I'm not enthusiastic about organized trips that require early morning wake-up times, dictate your every move, and keep you captive on a bus for hours every day, but I do love tours that give an overview of the city. And the very best tours for a Tightwad Traveler, of course, are the free variety.
You can find a free tour for almost any city you visit, and the good people at the Price of Travel have published a handy list: list of free tours
David and I have taken several of these tours; here is a description of the first one we took in Paris in 2009.
|Fountain in the Place St. Michel, the gathering spot for the tour.|
We began at the fountain in the square called Place St. Michel and ended four hours later (with a half hour for lunch) near the Arc de Triomphe. Along the way, we learned that the Latin Quarter is named for the language spoken long ago by the scholars who studied in the area. Since the Sorbonne is now located there, the area is still a gathering spot for intellectuals and artists, but everyone has pretty much given up on speaking Latin. We discovered that the flying buttresses of Notre Dame are what help support its astonishing stained glass windows; the tuileries means tile in French, so the Tuilerie Gardens pay homage to the tile works that once stood on those grounds; and that Napoleon so loved oranges that he had a huge greenhouse built to shelter orange trees, and that greenhouse has been converted into the Musee de l'Orangerie.

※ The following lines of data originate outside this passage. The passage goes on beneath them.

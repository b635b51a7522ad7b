//! Embedding provider implementations.

pub mod mock;
pub mod ollama;
pub mod openai;
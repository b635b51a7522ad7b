//! Mode-aware retriever with atomic index replacement.
//!
//! The active index lives behind a single `Arc` snapshot. Queries clone the
//! snapshot and never hold the lock across an await; rebuilds assemble a
//! complete new snapshot first and publish it with one pointer swap. Mode
//! changes publish a new snapshot as well, so a snapshot is never mutated.

use crate::embeddings::ProviderSource;
use crate::retrieval::dense::DenseIndex;
use crate::retrieval::lexical::LexicalIndex;
use crate::retrieval::mode::{IndexMode, ModeEvent};
use crate::types::{Document, ScoredDocument};
use std::sync::atomic::{AtomicBool, Ordering};
use std::sync::{Arc, OnceLock, PoisonError, RwLock};
use tracing::{debug, info, warn};

/// Documents and the indexes built over them. Shared across snapshots of
/// the same build.
#[derive(Debug, Default)]
struct CorpusIndex {
    documents: Vec<Document>,
    dense: Option<DenseIndex>,
    lexical: OnceLock<LexicalIndex>,
}

impl CorpusIndex {
    fn lexical(&self) -> &LexicalIndex {
        self.lexical
            .get_or_init(|| LexicalIndex::build(&self.documents))
    }
}

#[derive(Debug)]
struct IndexState {
    mode: IndexMode,
    corpus: Arc<CorpusIndex>,
}

impl IndexState {
    fn unbuilt() -> Self {
        Self {
            mode: IndexMode::Unbuilt,
            corpus: Arc::new(CorpusIndex::default()),
        }
    }
}

/// Ranks documents against a query using the active index mode.
pub struct Retriever {
    provider_source: Arc<dyn ProviderSource>,
    state: RwLock<Arc<IndexState>>,
    ready: AtomicBool,
}

impl Retriever {
    pub fn new(provider_source: Arc<dyn ProviderSource>) -> Self {
        Self {
            provider_source,
            state: RwLock::new(Arc::new(IndexState::unbuilt())),
            ready: AtomicBool::new(false),
        }
    }

    /// Currently active mode.
    pub fn mode(&self) -> IndexMode {
        self.snapshot().mode
    }

    /// True once any build has completed.
    pub fn is_ready(&self) -> bool {
        self.ready.load(Ordering::SeqCst)
    }

    pub fn document_count(&self) -> usize {
        self.snapshot().corpus.documents.len()
    }

    /// Documents of the active index, in index order.
    pub fn documents(&self) -> Vec<Document> {
        self.snapshot().corpus.documents.clone()
    }

    /// Drop all index state and return to `Unbuilt`.
    ///
    /// Readers see an empty index until the next build. Reload triggers go
    /// through [`Retriever::reload`] instead, which subsumes the reset.
    pub fn reset(&self) {
        let previous = self.snapshot().mode;
        self.publish(Arc::new(IndexState::unbuilt()));
        log_transition(previous, IndexMode::Unbuilt, ModeEvent::Reset);
    }

    /// Build a new index over `documents` and make it the active one.
    ///
    /// Equivalent to `reset()` followed by a build, except that queries keep
    /// reading the previous index until the new one is complete. The
    /// embedding provider is resolved afresh. Returns the document count.
    pub async fn reload(&self, documents: Vec<Document>) -> usize {
        let previous = self.snapshot().mode;
        let (state, event) = self.build_state(documents).await;
        let count = state.corpus.documents.len();
        let mode = state.mode;

        self.publish(Arc::new(state));
        self.ready.store(true, Ordering::SeqCst);

        if previous != mode {
            log_transition(previous, mode, event);
        }
        info!(document_count = count, retrieval_mode = %mode, "Index built");

        count
    }

    async fn build_state(&self, documents: Vec<Document>) -> (IndexState, ModeEvent) {
        let (dense, event) = match self.provider_source.resolve() {
            None => (None, ModeEvent::NoProvider),
            Some(provider) => match DenseIndex::build(provider, &documents).await {
                Ok(index) => (Some(index), ModeEvent::DenseBuilt),
                Err(e) => {
                    warn!("Dense index build failed, using lexical retrieval: {}", e);
                    (None, ModeEvent::DenseBuildFailed)
                }
            },
        };

        let mode = IndexMode::Unbuilt.transition(event);
        let corpus = CorpusIndex {
            documents,
            dense,
            lexical: OnceLock::new(),
        };
        if mode == IndexMode::Lexical {
            corpus.lexical();
        }

        let state = IndexState {
            mode,
            corpus: Arc::new(corpus),
        };
        (state, event)
    }

    /// Top `k` documents for `query`.
    pub async fn retrieve(&self, query: &str, k: usize) -> Vec<Document> {
        self.retrieve_scored(query, k)
            .await
            .into_iter()
            .map(|scored| scored.document)
            .collect()
    }

    /// Top `k` documents for `query` with their scores, best first.
    ///
    /// A failed query embedding switches the retriever to lexical mode for
    /// good (until the next reset or reload) and answers this query
    /// lexically.
    pub async fn retrieve_scored(&self, query: &str, k: usize) -> Vec<ScoredDocument> {
        let state = self.snapshot();
        let corpus = &state.corpus;
        if corpus.documents.is_empty() || k == 0 {
            return Vec::new();
        }

        let dense = match (state.mode, corpus.dense.as_ref()) {
            (IndexMode::Dense, Some(dense)) => Some(dense),
            _ => None,
        };

        let scores = match dense {
            Some(dense) => match dense.embed_query(query).await {
                Ok(vector) => dense.score_all(&vector),
                Err(e) => {
                    warn!("Query embedding failed, degrading to lexical retrieval: {}", e);
                    self.degrade(&state);
                    corpus.lexical().score_all(query)
                }
            },
            None => corpus.lexical().score_all(query),
        };

        debug!(candidates = scores.len(), k, "Scored documents");
        top_k(&corpus.documents, scores, k)
    }

    fn snapshot(&self) -> Arc<IndexState> {
        let guard = self.state.read().unwrap_or_else(PoisonError::into_inner);
        Arc::clone(&guard)
    }

    fn publish(&self, state: Arc<IndexState>) {
        let mut guard = self.state.write().unwrap_or_else(PoisonError::into_inner);
        *guard = state;
    }

    /// Publish `seen` in lexical mode, unless a rebuild replaced it meanwhile.
    fn degrade(&self, seen: &Arc<IndexState>) {
        let next = seen.mode.transition(ModeEvent::QueryEmbeddingFailed);
        let mut guard = self.state.write().unwrap_or_else(PoisonError::into_inner);
        if !Arc::ptr_eq(&guard, seen) || next == seen.mode {
            return;
        }
        *guard = Arc::new(IndexState {
            mode: next,
            corpus: Arc::clone(&seen.corpus),
        });
        drop(guard);

        log_transition(seen.mode, next, ModeEvent::QueryEmbeddingFailed);
    }
}

impl std::fmt::Debug for Retriever {
    fn fmt(&self, f: &mut std::fmt::Formatter<'_>) -> std::fmt::Result {
        f.debug_struct("Retriever")
            .field("mode", &self.mode())
            .field("ready", &self.is_ready())
            .field("document_count", &self.document_count())
            .finish()
    }
}

fn log_transition(from: IndexMode, to: IndexMode, event: ModeEvent) {
    info!(from = %from, to = %to, event = ?event, "Retrieval mode changed");
}

/// Stable descending sort, truncated to `k`.
fn top_k(documents: &[Document], scores: Vec<f64>, k: usize) -> Vec<ScoredDocument> {
    let mut ranked: Vec<(usize, f64)> = scores.into_iter().enumerate().collect();
    ranked.sort_by(|a, b| b.1.total_cmp(&a.1));

    ranked
        .into_iter()
        .take(k)
        .map(|(i, score)| ScoredDocument {
            document: documents[i].clone(),
            score,
        })
        .collect()
}
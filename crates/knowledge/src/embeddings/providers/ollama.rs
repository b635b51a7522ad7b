//! Ollama embedding provider.
//!
//! Calls `POST {endpoint}/api/embeddings` once per text. No retries: a
//! failed request is reported to the retriever, which degrades to lexical
//! search instead of waiting on a struggling backend.

use crate::embeddings::EmbeddingProvider;
use async_trait::async_trait;
use healthdesk_core::{AppError, AppResult};
use reqwest::Client;
use serde::{Deserialize, Serialize};
use std::time::Duration;
use tracing::{debug, instrument};

const EMBEDDING_ENDPOINT: &str = "/api/embeddings";

/// Request timeout in seconds
const REQUEST_TIMEOUT_SECS: u64 = 30;

/// Ollama embedding provider using the local API
#[derive(Debug, Clone)]
pub struct OllamaEmbeddingProvider {
    client: Client,
    base_url: String,
    model: String,
}

#[derive(Debug, Serialize)]
struct EmbeddingRequest<'a> {
    model: &'a str,
    prompt: &'a str,
}

#[derive(Debug, Deserialize)]
struct EmbeddingResponse {
    embedding: Vec<f32>,
}

#[derive(Debug, Deserialize)]
struct ErrorResponse {
    error: String,
}

impl OllamaEmbeddingProvider {
    pub fn new(endpoint: &str, model: &str) -> AppResult<Self> {
        let client = Client::builder()
            .timeout(Duration::from_secs(REQUEST_TIMEOUT_SECS))
            .build()
            .map_err(|e| {
                AppError::Retrieval(format!("Failed to create HTTP client for Ollama: {}", e))
            })?;

        Ok(Self {
            client,
            base_url: endpoint.trim_end_matches('/').to_string(),
            model: model.to_string(),
        })
    }
}

#[async_trait]
impl EmbeddingProvider for OllamaEmbeddingProvider {
    fn provider_name(&self) -> &str {
        "ollama"
    }

    fn model_name(&self) -> &str {
        &self.model
    }

    #[instrument(skip(self, text), fields(text_len = text.len(), provider = "ollama", model = %self.model))]
    async fn embed(&self, text: &str) -> AppResult<Vec<f32>> {
        let url = format!("{}{}", self.base_url, EMBEDDING_ENDPOINT);
        let request = EmbeddingRequest {
            model: &self.model,
            prompt: text,
        };

        debug!("Sending embedding request to {}", url);

        let response = self
            .client
            .post(&url)
            .json(&request)
            .send()
            .await
            .map_err(|e| AppError::Retrieval(format!("Failed to send request to Ollama: {}", e)))?;

        let status = response.status();
        if !status.is_success() {
            let error_text = response
                .text()
                .await
                .unwrap_or_else(|_| "Unknown error".to_string());
            let message = serde_json::from_str::<ErrorResponse>(&error_text)
                .map(|e| e.error)
                .unwrap_or(error_text);
            return Err(AppError::Retrieval(format!(
                "Ollama API error ({}): {}",
                status, message
            )));
        }

        let body: EmbeddingResponse = response
            .json()
            .await
            .map_err(|e| AppError::Retrieval(format!("Failed to parse Ollama response: {}", e)))?;

        if body.embedding.is_empty() {
            return Err(AppError::Retrieval(
                "Ollama returned an empty embedding".to_string(),
            ));
        }

        Ok(body.embedding)
    }
}

#[cfg(test)]
mod tests {
    use super::*;

    #[test]
    fn test_provider_names() {
        let provider = OllamaEmbeddingProvider::new("http://localhost:11434/", "nomic-embed-text")
            .unwrap();
        assert_eq!(provider.provider_name(), "ollama");
        assert_eq!(provider.model_name(), "nomic-embed-text");
        assert_eq!(provider.base_url, "http://localhost:11434");
    }

    #[tokio::test]
    async fn test_unreachable_endpoint_fails() {
        let provider = OllamaEmbeddingProvider::new("http://127.0.0.1:9", "nomic-embed-text")
            .unwrap();
        assert!(provider.embed("hello").await.is_err());
    }

    #[test]
    fn test_request_serialization() {
        let request = EmbeddingRequest {
            model: "nomic-embed-text",
            prompt: "頭痛",
        };
        let json = serde_json::to_value(&request).unwrap();
        assert_eq!(json["model"], "nomic-embed-text");
        assert_eq!(json["prompt"], "頭痛");
    }
}
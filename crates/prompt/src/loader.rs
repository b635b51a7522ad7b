//! Prompt loader for YAML prompt definitions.

use crate::defaults::{default_answer_prompt, ANSWER_PROMPT_ID};
use crate::types::PromptDefinition;
use healthdesk_core::{AppError, AppResult};
use std::path::{Path, PathBuf};

/// Load a prompt definition by ID from the workspace.
///
/// Looks for `<id>.yml` in `.healthdesk/prompts/`.
///
/// # Example
/// ```no_run
/// use healthdesk_prompt::load_prompt;
/// use std::path::Path;
///
/// # fn example() -> Result<(), Box<dyn std::error::Error>> {
/// let prompt = load_prompt(Path::new("."), "health.answer.default")?;
/// println!("Loaded prompt: {}", prompt.title);
/// # Ok(())
/// # }
/// ```
pub fn load_prompt(workspace_path: &Path, prompt_id: &str) -> AppResult<PromptDefinition> {
    let prompt_file = prompt_path(workspace_path, prompt_id);

    tracing::debug!("Loading prompt from: {:?}", prompt_file);

    if !prompt_file.exists() {
        return Err(AppError::Prompt(format!(
            "Prompt file not found: {:?}",
            prompt_file
        )));
    }

    let contents = std::fs::read_to_string(&prompt_file).map_err(|e| {
        AppError::Prompt(format!(
            "Failed to read prompt file {:?}: {}",
            prompt_file, e
        ))
    })?;

    let definition: PromptDefinition = serde_yaml::from_str(&contents).map_err(|e| {
        AppError::Prompt(format!(
            "Failed to parse prompt YAML {:?}: {}",
            prompt_file, e
        ))
    })?;

    validate_prompt(&definition)?;

    tracing::info!("Loaded prompt: {} ({})", definition.id, definition.title);

    Ok(definition)
}

/// Load the answer prompt, falling back to the built-in definition when the
/// workspace has no override. A present but invalid override is an error.
pub fn load_prompt_or_default(workspace_path: &Path) -> AppResult<PromptDefinition> {
    if prompt_path(workspace_path, ANSWER_PROMPT_ID).exists() {
        load_prompt(workspace_path, ANSWER_PROMPT_ID)
    } else {
        Ok(default_answer_prompt())
    }
}

fn prompt_path(workspace_path: &Path, prompt_id: &str) -> PathBuf {
    workspace_path
        .join(".healthdesk/prompts")
        .join(format!("{}.yml", prompt_id))
}

/// Validate a prompt definition.
fn validate_prompt(def: &PromptDefinition) -> AppResult<()> {
    if def.id.is_empty() {
        return Err(AppError::Prompt("Prompt ID cannot be empty".to_string()));
    }

    if def.template.is_empty() {
        return Err(AppError::Prompt(
            "Prompt template cannot be empty".to_string(),
        ));
    }

    if !def.api_version.contains('.') {
        return Err(AppError::Prompt(format!(
            "Invalid apiVersion format: {}. Expected format: 'x.y'",
            def.api_version
        )));
    }

    Ok(())
}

There were many other facts and stories Sam told during our delightful tour, but the only detail she omitted was the one I now need most. How do I cope with my aching feet?

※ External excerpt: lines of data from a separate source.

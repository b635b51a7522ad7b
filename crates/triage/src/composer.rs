//! Answer composition.
//!
//! [`compose`] is a pure function of already-resolved inputs. The branches
//! are tried in a fixed order and the first applicable one produces the
//! whole envelope:
//!
//! 1. forbidden request: disclaimer + emergency advice, risk forced to high
//! 2. generated text available: disclaimer (+ emergency) + generated text
//! 3. nothing retrieved: information-shortage answer, risk reported as low
//! 4. otherwise: disclaimer (+ emergency) + bulleted summary of the documents

use crate::policy::{ForbiddenVerdict, RiskAssessment, RiskLevel};
use crate::templates::{AnswerTemplates, PART_SEPARATOR};
use healthdesk_knowledge::Document;
use serde::Serialize;

/// Characters of document content kept in a summary bullet.
pub const SNIPPET_CHARS: usize = 400;

/// Title of the placeholder citation used when nothing was retrieved.
pub const NO_CITATION: &str = "no_citation";

#[derive(Debug, Clone, PartialEq, Eq, Serialize)]
pub struct Citation {
    pub title: String,
    pub url: String,
    pub source: String,
}

impl Citation {
    pub fn placeholder() -> Self {
        Self {
            title: NO_CITATION.to_string(),
            url: String::new(),
            source: String::new(),
        }
    }
}

impl From<&Document> for Citation {
    fn from(doc: &Document) -> Self {
        Self {
            title: doc.title.clone(),
            url: doc.url.clone(),
            source: doc.source.clone(),
        }
    }
}

/// Which branch produced an answer.
#[derive(Debug, Clone, Copy, PartialEq, Eq, Serialize)]
#[serde(rename_all = "snake_case")]
pub enum AnswerPath {
    Forbidden,
    Generated,
    NoEvidence,
    Summary,
}

/// The response handed back to the caller.
#[derive(Debug, Clone, PartialEq, Serialize)]
pub struct AnswerEnvelope {
    pub answer: String,
    pub citations: Vec<Citation>,
    pub risk_level: RiskLevel,
    pub triage_hint: String,

    /// Reasons behind `risk_level`; kept for logging, not sent to clients.
    #[serde(skip_serializing)]
    pub reasons: Vec<String>,

    #[serde(skip_serializing)]
    pub path: AnswerPath,
}

/// Compose the final answer.
///
/// `generated` is the generator's output, or `None` when no generator ran
/// or it produced nothing. Blank text counts as nothing.
pub fn compose(
    templates: &AnswerTemplates,
    risk: &RiskAssessment,
    forbidden: &ForbiddenVerdict,
    documents: &[Document],
    generated: Option<&str>,
) -> AnswerEnvelope {
    let citations = citations(documents);
    let high = risk.level == RiskLevel::High;
    let tiered_hint = if high {
        templates.emergency.clone()
    } else {
        templates.care_guidance.clone()
    };

    if forbidden.matched {
        let mut reasons = vec!["forbidden_terms".to_string()];
        reasons.extend(forbidden.terms.iter().cloned());
        return AnswerEnvelope {
            answer: templates.emergency_answer(),
            citations,
            risk_level: RiskLevel::High,
            triage_hint: templates.emergency.clone(),
            reasons,
            path: AnswerPath::Forbidden,
        };
    }

    let mut parts = vec![templates.disclaimer.clone()];
    if high {
        parts.push(templates.emergency.clone());
    }

    if let Some(text) = generated.map(str::trim).filter(|t| !t.is_empty()) {
        parts.push(text.to_string());
        return AnswerEnvelope {
            answer: parts.join(PART_SEPARATOR),
            citations,
            risk_level: risk.level,
            triage_hint: tiered_hint,
            reasons: risk.reasons.clone(),
            path: AnswerPath::Generated,
        };
    }

    if documents.is_empty() {
        // Reported as low even when the classifier found medium/high signals.
        return AnswerEnvelope {
            answer: templates.info_shortage_answer(),
            citations,
            risk_level: RiskLevel::Low,
            triage_hint: templates.care_guidance.clone(),
            reasons: Vec::new(),
            path: AnswerPath::NoEvidence,
        };
    }

    let bullets: Vec<String> = documents
        .iter()
        .map(|doc| format!("- {}: {}", doc.title, snippet(&doc.content)))
        .collect();
    parts.push(format!("{}\n{}", templates.summary_header, bullets.join("\n")));

    AnswerEnvelope {
        answer: parts.join(PART_SEPARATOR),
        citations,
        risk_level: risk.level,
        triage_hint: tiered_hint,
        reasons: risk.reasons.clone(),
        path: AnswerPath::Summary,
    }
}

/// Citations for the documents, or the single placeholder when there are none.
pub fn citations(documents: &[Document]) -> Vec<Citation> {
    if documents.is_empty() {
        return vec![Citation::placeholder()];
    }
    documents.iter().map(Citation::from).collect()
}

fn snippet(content: &str) -> String {
    match content.char_indices().nth(SNIPPET_CHARS) {
        Some((cut, _)) => format!("{}…", &content[..cut]),
        None => content.to_string(),
    }
}
//! Knowledge system type definitions.

use serde::{Deserialize, Serialize};

/// A curated knowledge document.
///
/// Identity is `id`; every other field is payload.
#[derive(Debug, Clone, PartialEq, Serialize, Deserialize)]
pub struct Document {
    /// Unique, non-empty document identifier
    pub id: String,

    pub title: String,

    #[serde(default)]
    pub url: String,

    /// Publishing organisation (e.g. a ministry)
    #[serde(default)]
    pub source: String,

    /// Free-form last-updated marker as written in the source file
    #[serde(default)]
    pub updated_at: String,

    pub content: String,
}

impl Document {
    /// Text used for lexical indexing.
    pub fn lexical_text(&self) -> String {
        format!("{} {}", self.title, self.content)
    }

    /// Text sent to the embedding provider.
    pub fn embedding_text(&self) -> String {
        format!("{}\n{}", self.title, self.content)
    }

    /// Listing view without the body.
    pub fn summary(&self) -> DocumentSummary {
        DocumentSummary {
            id: self.id.clone(),
            title: self.title.clone(),
            url: self.url.clone(),
            source: self.source.clone(),
            updated_at: self.updated_at.clone(),
        }
    }
}

/// A document without its content, as exposed by the list endpoint.
#[derive(Debug, Clone, PartialEq, Serialize, Deserialize)]
pub struct DocumentSummary {
    pub id: String,
    pub title: String,
    pub url: String,
    pub source: String,
    pub updated_at: String,
}

/// A retrieved document together with its similarity score.
#[derive(Debug, Clone, PartialEq)]
pub struct ScoredDocument {
    pub document: Document,
    pub score: f64,
}
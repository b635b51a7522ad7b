//! LLM provider factory.
//!
//! Creates LLM clients from resolved provider settings.

use crate::client::LlmClient;
use crate::providers::{OllamaClient, OpenAiClient};
use crate::types::ProviderType;
use healthdesk_core::{AppError, AppResult};
use std::sync::Arc;

/// Create an LLM client based on the provider name.
///
/// # Arguments
/// * `provider` - Provider identifier ("openai", "ollama")
/// * `endpoint` - Optional custom endpoint URL
/// * `api_key` - Optional API key (required for OpenAI)
///
/// # Errors
/// Returns `AppError::Config` if the provider is unknown or a required
/// secret is missing.
pub fn create_client(
    provider: &str,
    endpoint: Option<&str>,
    api_key: Option<&str>,
) -> AppResult<Arc<dyn LlmClient>> {
    match ProviderType::parse(provider) {
        Some(ProviderType::Ollama) => {
            let base_url = endpoint.unwrap_or("http://localhost:11434");
            Ok(Arc::new(OllamaClient::with_base_url(base_url)))
        }
        Some(ProviderType::OpenAI) => {
            let api_key = api_key.ok_or_else(|| {
                AppError::Config("OpenAI provider requires API key".to_string())
            })?;
            let client = match endpoint {
                Some(endpoint) => OpenAiClient::with_base_url(endpoint, api_key),
                None => OpenAiClient::new(api_key),
            };
            Ok(Arc::new(client))
        }
        None => Err(AppError::Config(format!("Unknown provider: {}", provider))),
    }
}

#[cfg(test)]
mod tests {
    use super::*;

    #[test]
    fn test_create_ollama_client() {
        let client = create_client("ollama", None, None).unwrap();
        assert_eq!(client.provider_name(), "ollama");
    }

    #[test]
    fn test_create_openai_client() {
        let client = create_client("openai", None, Some("sk-test")).unwrap();
        assert_eq!(client.provider_name(), "openai");
    }

    #[test]
    fn test_openai_requires_api_key() {
        match create_client("openai", None, None) {
            Err(err) => assert!(err.to_string().contains("requires API key")),
            Ok(_) => panic!("Expected error for OpenAI without API key"),
        }
    }

    #[test]
    fn test_unknown_provider() {
        match create_client("unknown", None, None) {
            Err(err) => assert!(err.to_string().contains("Unknown provider")),
            Ok(_) => panic!("Expected error for unknown provider"),
        }
    }
}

New Paris Free Tours are exactly that. You are asked, but not pressured, to give a tip to your guide at the end of the tour and most everyone in our group gave 5-10 euros. New Paris also leads fee-based tours of Montmartre and Versailles, as well as Paris pub crawls.
We had lunch in the first arrondisement, the heart of Paris, where our guide somewhat sheepishly led us to two restaurants--Starbucks and McDonald's. While admitting these were the least French eateries around, Sam said that here, in the most expensive part of the city, they were the cheapest. Since David and I had already noticed standard items were 2-3 euros more here than in our bo-bo neighborhood in the 10th 'eme, we were grateful for her suggestion.
If you enjoy nightlife, plan to spend lots of money. While there are undoubtedly inexpensive bars in distant neighborhoods, our guide said the trendier bars charge 12-15 euros for a beer. The cover charge in nightclubs is around 20 euros.
Our guide said Paris is a relatively safe city but watch out for two problems. If you feel a hand in your pocket and you're not enjoying it, you're probably being robbed. And, the French love their dogs; they do not love poop scooping. There are hundreds of emergency room visits each year by people who slip on the sidewalk excrement. When walking in Paris, look down!